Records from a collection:
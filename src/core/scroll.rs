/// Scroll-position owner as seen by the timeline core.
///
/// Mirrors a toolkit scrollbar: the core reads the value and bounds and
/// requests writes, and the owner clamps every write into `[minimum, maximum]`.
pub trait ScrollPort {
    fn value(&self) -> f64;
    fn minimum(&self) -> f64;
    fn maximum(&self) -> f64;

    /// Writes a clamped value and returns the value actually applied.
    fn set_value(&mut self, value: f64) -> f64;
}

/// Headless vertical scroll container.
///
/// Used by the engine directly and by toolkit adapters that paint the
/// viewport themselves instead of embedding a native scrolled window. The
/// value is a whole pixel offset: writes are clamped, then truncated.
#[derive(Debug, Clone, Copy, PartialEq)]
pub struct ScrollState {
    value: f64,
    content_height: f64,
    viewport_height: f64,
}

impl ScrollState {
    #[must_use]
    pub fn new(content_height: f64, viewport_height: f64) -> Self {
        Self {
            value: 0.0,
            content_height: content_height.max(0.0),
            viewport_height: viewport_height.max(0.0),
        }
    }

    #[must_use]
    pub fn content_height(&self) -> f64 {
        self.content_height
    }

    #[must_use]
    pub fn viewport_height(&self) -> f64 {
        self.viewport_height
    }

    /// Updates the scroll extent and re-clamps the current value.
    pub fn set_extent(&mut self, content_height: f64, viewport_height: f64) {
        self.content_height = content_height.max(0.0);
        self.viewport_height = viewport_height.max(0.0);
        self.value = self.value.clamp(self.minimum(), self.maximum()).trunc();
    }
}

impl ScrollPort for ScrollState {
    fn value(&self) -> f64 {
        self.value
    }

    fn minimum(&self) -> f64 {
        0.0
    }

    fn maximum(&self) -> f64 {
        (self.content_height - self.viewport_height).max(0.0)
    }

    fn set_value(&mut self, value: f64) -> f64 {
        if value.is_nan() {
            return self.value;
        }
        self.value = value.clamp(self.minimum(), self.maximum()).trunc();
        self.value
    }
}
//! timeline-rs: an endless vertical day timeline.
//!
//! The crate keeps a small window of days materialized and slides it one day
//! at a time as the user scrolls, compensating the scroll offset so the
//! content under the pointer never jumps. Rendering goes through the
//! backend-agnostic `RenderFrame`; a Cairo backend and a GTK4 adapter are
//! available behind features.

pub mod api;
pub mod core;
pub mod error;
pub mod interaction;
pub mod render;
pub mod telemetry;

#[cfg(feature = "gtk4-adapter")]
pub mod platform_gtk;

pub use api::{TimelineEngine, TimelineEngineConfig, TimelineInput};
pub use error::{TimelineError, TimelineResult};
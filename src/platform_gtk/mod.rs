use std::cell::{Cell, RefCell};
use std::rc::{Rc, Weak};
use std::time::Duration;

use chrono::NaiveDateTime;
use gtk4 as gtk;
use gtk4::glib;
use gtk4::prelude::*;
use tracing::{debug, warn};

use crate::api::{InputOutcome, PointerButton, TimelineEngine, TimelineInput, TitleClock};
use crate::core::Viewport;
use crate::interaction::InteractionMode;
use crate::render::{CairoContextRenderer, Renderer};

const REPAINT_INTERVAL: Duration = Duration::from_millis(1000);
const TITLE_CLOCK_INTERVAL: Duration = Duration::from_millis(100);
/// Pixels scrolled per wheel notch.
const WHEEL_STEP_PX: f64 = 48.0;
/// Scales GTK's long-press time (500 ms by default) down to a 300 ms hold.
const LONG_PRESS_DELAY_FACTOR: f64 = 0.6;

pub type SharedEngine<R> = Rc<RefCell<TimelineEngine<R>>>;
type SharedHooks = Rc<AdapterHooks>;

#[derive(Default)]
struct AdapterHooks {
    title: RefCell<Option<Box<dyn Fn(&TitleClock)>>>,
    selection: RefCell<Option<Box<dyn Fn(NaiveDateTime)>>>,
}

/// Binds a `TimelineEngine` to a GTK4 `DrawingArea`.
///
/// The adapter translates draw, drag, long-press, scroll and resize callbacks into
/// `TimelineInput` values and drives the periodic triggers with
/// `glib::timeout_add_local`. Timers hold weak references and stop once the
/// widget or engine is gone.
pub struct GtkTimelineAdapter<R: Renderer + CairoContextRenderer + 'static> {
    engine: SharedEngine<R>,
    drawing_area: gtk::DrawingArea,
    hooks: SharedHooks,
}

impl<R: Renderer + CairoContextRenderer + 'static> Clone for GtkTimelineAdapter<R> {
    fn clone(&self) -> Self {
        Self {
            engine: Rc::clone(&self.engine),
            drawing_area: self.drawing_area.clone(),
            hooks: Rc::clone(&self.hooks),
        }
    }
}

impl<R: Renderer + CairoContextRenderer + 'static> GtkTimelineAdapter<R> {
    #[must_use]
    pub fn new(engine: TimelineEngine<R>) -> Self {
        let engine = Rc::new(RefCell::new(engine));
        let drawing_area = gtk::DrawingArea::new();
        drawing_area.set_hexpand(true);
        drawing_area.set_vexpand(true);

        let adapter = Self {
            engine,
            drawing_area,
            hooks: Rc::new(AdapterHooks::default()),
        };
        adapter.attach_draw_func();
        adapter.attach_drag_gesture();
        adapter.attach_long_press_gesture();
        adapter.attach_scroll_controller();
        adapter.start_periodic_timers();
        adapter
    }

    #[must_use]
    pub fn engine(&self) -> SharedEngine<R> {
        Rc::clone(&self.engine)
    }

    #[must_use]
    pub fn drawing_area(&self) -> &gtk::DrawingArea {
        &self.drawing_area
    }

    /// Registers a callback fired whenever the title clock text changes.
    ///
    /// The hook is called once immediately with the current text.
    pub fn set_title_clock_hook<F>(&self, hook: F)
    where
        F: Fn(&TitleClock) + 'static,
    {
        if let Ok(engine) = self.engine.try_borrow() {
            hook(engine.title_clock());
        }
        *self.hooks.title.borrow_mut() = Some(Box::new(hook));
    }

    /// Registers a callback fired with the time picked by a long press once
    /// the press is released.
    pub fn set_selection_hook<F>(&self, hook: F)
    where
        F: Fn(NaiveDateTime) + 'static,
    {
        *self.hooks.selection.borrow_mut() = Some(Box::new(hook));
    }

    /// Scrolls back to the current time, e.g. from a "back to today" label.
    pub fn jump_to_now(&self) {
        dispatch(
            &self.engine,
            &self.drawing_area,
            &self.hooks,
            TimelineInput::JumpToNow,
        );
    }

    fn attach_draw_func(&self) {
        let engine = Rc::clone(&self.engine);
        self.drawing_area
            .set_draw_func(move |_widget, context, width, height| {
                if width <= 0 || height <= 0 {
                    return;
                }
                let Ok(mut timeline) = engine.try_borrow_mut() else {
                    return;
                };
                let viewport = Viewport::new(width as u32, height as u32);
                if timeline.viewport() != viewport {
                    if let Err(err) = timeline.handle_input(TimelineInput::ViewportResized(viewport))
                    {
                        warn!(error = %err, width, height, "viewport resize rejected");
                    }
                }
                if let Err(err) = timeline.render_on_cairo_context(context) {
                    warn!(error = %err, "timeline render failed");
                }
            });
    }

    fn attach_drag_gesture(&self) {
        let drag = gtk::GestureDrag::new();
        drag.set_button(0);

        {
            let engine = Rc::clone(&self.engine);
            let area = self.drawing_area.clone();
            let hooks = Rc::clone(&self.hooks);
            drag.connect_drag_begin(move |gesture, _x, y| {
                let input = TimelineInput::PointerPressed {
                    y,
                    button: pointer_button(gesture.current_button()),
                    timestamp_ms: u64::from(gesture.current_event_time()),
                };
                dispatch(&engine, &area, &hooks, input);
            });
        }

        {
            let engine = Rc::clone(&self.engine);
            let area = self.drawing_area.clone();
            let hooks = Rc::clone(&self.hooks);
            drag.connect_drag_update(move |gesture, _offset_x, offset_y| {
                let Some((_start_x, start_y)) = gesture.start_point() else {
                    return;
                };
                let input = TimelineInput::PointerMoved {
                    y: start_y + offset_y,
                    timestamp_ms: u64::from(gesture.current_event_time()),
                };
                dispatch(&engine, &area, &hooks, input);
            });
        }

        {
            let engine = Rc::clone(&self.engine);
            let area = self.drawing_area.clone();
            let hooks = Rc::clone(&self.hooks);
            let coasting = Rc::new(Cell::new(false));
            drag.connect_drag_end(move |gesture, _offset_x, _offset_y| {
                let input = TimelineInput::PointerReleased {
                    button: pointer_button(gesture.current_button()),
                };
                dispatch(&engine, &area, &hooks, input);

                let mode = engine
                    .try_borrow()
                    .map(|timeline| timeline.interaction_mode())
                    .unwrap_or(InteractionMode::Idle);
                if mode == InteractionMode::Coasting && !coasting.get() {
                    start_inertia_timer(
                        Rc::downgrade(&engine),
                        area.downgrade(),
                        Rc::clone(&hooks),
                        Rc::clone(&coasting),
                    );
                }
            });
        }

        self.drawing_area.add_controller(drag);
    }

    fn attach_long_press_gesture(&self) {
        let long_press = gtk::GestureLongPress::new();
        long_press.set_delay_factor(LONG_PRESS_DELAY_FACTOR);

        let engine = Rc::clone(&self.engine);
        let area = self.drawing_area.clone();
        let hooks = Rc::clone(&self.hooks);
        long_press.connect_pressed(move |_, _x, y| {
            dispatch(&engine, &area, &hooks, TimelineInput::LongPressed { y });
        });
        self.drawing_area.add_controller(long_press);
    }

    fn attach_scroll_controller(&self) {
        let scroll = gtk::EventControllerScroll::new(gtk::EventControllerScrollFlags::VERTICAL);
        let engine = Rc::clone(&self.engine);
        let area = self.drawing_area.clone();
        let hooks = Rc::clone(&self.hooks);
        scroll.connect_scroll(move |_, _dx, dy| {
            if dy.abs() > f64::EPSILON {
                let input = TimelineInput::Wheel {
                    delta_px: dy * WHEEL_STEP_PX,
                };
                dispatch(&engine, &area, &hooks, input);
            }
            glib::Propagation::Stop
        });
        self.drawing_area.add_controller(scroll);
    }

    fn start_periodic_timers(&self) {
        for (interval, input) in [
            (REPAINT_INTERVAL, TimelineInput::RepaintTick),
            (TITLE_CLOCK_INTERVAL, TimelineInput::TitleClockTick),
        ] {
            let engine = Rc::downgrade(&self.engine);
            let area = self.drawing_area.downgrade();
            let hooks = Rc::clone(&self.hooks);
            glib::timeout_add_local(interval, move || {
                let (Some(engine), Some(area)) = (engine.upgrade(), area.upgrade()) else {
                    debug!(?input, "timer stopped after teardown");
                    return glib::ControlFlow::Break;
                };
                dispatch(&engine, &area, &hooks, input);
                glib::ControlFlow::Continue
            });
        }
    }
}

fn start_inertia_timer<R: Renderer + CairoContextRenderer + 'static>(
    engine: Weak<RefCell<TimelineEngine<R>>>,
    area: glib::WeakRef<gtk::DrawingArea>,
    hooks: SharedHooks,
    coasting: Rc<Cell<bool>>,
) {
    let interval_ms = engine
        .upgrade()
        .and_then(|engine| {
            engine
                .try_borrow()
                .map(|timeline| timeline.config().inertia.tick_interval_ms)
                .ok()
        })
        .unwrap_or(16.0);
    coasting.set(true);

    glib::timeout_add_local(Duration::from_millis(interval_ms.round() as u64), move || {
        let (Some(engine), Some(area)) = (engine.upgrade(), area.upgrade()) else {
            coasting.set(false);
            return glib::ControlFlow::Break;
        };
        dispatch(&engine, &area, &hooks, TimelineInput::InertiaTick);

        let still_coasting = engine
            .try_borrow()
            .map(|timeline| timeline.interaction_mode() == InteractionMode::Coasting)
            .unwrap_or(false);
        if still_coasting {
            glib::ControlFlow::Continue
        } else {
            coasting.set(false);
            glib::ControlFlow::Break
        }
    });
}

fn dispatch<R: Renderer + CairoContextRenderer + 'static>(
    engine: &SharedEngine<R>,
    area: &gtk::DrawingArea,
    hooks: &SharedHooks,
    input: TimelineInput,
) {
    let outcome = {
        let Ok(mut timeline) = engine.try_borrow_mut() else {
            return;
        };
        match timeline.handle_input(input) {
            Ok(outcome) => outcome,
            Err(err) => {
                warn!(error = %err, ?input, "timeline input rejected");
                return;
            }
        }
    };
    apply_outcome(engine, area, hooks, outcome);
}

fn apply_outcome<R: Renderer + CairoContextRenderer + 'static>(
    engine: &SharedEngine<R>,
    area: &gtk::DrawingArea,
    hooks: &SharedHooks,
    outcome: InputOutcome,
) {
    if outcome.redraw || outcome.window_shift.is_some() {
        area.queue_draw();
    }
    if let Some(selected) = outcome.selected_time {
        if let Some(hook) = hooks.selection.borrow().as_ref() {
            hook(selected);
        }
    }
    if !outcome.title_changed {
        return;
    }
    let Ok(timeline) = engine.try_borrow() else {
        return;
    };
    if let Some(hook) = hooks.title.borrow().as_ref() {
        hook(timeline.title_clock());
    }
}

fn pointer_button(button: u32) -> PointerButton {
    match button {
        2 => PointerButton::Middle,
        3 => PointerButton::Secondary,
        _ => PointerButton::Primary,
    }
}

[Your task] State how many lines of the entries contain the word "DrawingArea". Nothing besides the number belongs in the reply.

[Written reply] 7